*** DATA FOR THIS TASK

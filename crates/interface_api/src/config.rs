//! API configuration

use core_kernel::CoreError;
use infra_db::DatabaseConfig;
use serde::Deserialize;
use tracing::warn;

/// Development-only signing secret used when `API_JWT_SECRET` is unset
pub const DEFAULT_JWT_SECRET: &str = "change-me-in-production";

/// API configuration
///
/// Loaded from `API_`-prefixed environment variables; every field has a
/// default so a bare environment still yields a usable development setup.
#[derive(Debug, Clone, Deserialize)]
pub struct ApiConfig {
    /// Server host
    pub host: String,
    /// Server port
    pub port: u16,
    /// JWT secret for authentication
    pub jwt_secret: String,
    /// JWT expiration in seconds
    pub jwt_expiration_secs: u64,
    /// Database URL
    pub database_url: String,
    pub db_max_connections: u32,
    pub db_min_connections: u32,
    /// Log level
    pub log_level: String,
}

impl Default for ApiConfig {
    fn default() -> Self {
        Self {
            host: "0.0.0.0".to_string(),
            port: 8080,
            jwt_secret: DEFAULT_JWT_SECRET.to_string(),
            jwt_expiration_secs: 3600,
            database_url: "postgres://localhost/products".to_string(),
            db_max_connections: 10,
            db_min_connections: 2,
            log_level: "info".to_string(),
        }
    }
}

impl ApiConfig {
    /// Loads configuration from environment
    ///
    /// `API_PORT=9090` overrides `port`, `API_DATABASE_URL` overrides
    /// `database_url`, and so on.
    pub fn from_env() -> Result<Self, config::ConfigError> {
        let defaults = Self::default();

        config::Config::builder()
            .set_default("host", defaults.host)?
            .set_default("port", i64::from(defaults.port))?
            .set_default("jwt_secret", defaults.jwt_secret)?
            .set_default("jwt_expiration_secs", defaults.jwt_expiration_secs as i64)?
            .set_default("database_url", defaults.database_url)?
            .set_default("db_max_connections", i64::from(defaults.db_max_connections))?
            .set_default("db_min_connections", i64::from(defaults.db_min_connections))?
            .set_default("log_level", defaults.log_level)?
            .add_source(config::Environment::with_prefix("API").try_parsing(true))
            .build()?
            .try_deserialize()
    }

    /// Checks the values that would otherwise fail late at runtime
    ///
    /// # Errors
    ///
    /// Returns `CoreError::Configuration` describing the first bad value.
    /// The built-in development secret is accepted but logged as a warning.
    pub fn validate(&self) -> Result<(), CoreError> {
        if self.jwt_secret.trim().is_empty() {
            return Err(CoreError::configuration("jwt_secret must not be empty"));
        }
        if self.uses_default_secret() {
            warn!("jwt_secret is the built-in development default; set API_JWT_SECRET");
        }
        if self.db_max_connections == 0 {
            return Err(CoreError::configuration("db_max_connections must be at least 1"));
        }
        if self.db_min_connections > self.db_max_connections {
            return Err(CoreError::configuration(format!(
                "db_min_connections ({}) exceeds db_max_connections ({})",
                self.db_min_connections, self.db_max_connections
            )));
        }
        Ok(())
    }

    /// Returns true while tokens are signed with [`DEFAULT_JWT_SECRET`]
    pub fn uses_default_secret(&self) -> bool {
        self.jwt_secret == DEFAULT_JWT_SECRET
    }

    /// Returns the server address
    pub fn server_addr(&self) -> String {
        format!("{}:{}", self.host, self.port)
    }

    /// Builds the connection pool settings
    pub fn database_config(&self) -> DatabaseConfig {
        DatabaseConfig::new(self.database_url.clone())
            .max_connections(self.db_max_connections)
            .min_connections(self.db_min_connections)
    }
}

******

▸ TASK TO CARRY OUT: Repeat the entries above exactly, leaving nothing out.

▸ WRITTEN SOLUTION:
filename crates/interface_api/src/config.rs
//! API configuration

use core_kernel::CoreError;
use infra_db::DatabaseConfig;
use serde::Deserialize;
use tracing::warn;

/// Development-only signing secret used when `API_JWT_SECRET` is unset
pub const DEFAULT_JWT_SECRET: &str = "change-me-in-production";

/// API configuration
///
/// Loaded from `API_`-prefixed environment variables; every field has a
/// default so a bare environment still yields a usable development setup.
#[derive(Debug, Clone, Deserialize)]
pub struct ApiConfig {
    /// Server host
    pub host: String,
    /// Server port
    pub port: u16,
    /// JWT secret for authentication
    pub jwt_secret: String,
    /// JWT expiration in seconds
    pub jwt_expiration_secs: u64,
    /// Database URL
    pub database_url: String,
    pub db_max_connections: u32,
    pub db_min_connections: u32,
    /// Log level
    pub log_level: String,
}

impl Default for ApiConfig {
    fn default() -> Self {
        Self {
            host: "0.0.0.0".to_string(),
            port: 8080,
            jwt_secret: DEFAULT_JWT_SECRET.to_string(),
            jwt_expiration_secs: 3600,
            database_url: "postgres://localhost/products".to_string(),
            db_max_connections: 10,
            db_min_connections: 2,
            log_level: "info".to_string(),
        }
    }
}

impl ApiConfig {
    /// Loads configuration from environment
    ///
    /// `API_PORT=9090` overrides `port`, `API_DATABASE_URL` overrides
    /// `database_url`, and so on.
    pub fn from_env() -> Result<Self, config::ConfigError> {
        let defaults = Self::default();

        config::Config::builder()
            .set_default("host", defaults.host)?
            .set_default("port", i64::from(defaults.port))?
            .set_default("jwt_secret", defaults.jwt_secret)?
            .set_default("jwt_expiration_secs", defaults.jwt_expiration_secs as i64)?
            .set_default("database_url", defaults.database_url)?
            .set_default("db_max_connections", i64::from(defaults.db_max_connections))?
            .set_default("db_min_connections", i64::from(defaults.db_min_connections))?
            .set_default("log_level", defaults.log_level)?
            .add_source(config::Environment::with_prefix("API").try_parsing(true))
            .build()?
            .try_deserialize()
    }

    /// Checks the values that would otherwise fail late at runtime
    ///
    /// # Errors
    ///
    /// Returns `CoreError::Configuration` describing the first bad value.
    /// The built-in development secret is accepted but logged as a warning.
    pub fn validate(&self) -> Result<(), CoreError> {
        if self.jwt_secret.trim().is_empty() {
            return Err(CoreError::configuration("jwt_secret must not be empty"));
        }
        if self.uses_default_secret() {
            warn!("jwt_secret is the built-in development default; set API_JWT_SECRET");
        }
        if self.db_max_connections == 0 {
            return Err(CoreError::configuration("db_max_connections must be at least 1"));
        }
        if self.db_min_connections > self.db_max_connections {
            return Err(CoreError::configuration(format!(
                "db_min_connections ({}) exceeds db_max_connections ({})",
                self.db_min_connections, self.db_max_connections
            )));
        }
        Ok(())
    }

    /// Returns true while tokens are signed with [`DEFAULT_JWT_SECRET`]
    pub fn uses_default_secret(&self) -> bool {
        self.jwt_secret == DEFAULT_JWT_SECRET
    }

    /// Returns the server address
    pub fn server_addr(&self) -> String {
        format!("{}:{}", self.host, self.port)
    }

    /// Builds the connection pool settings
    pub fn database_config(&self) -> DatabaseConfig {
        DatabaseConfig::new(self.database_url.clone())
            .max_connections(self.db_max_connections)
            .min_connections(self.db_min_connections)
    }
}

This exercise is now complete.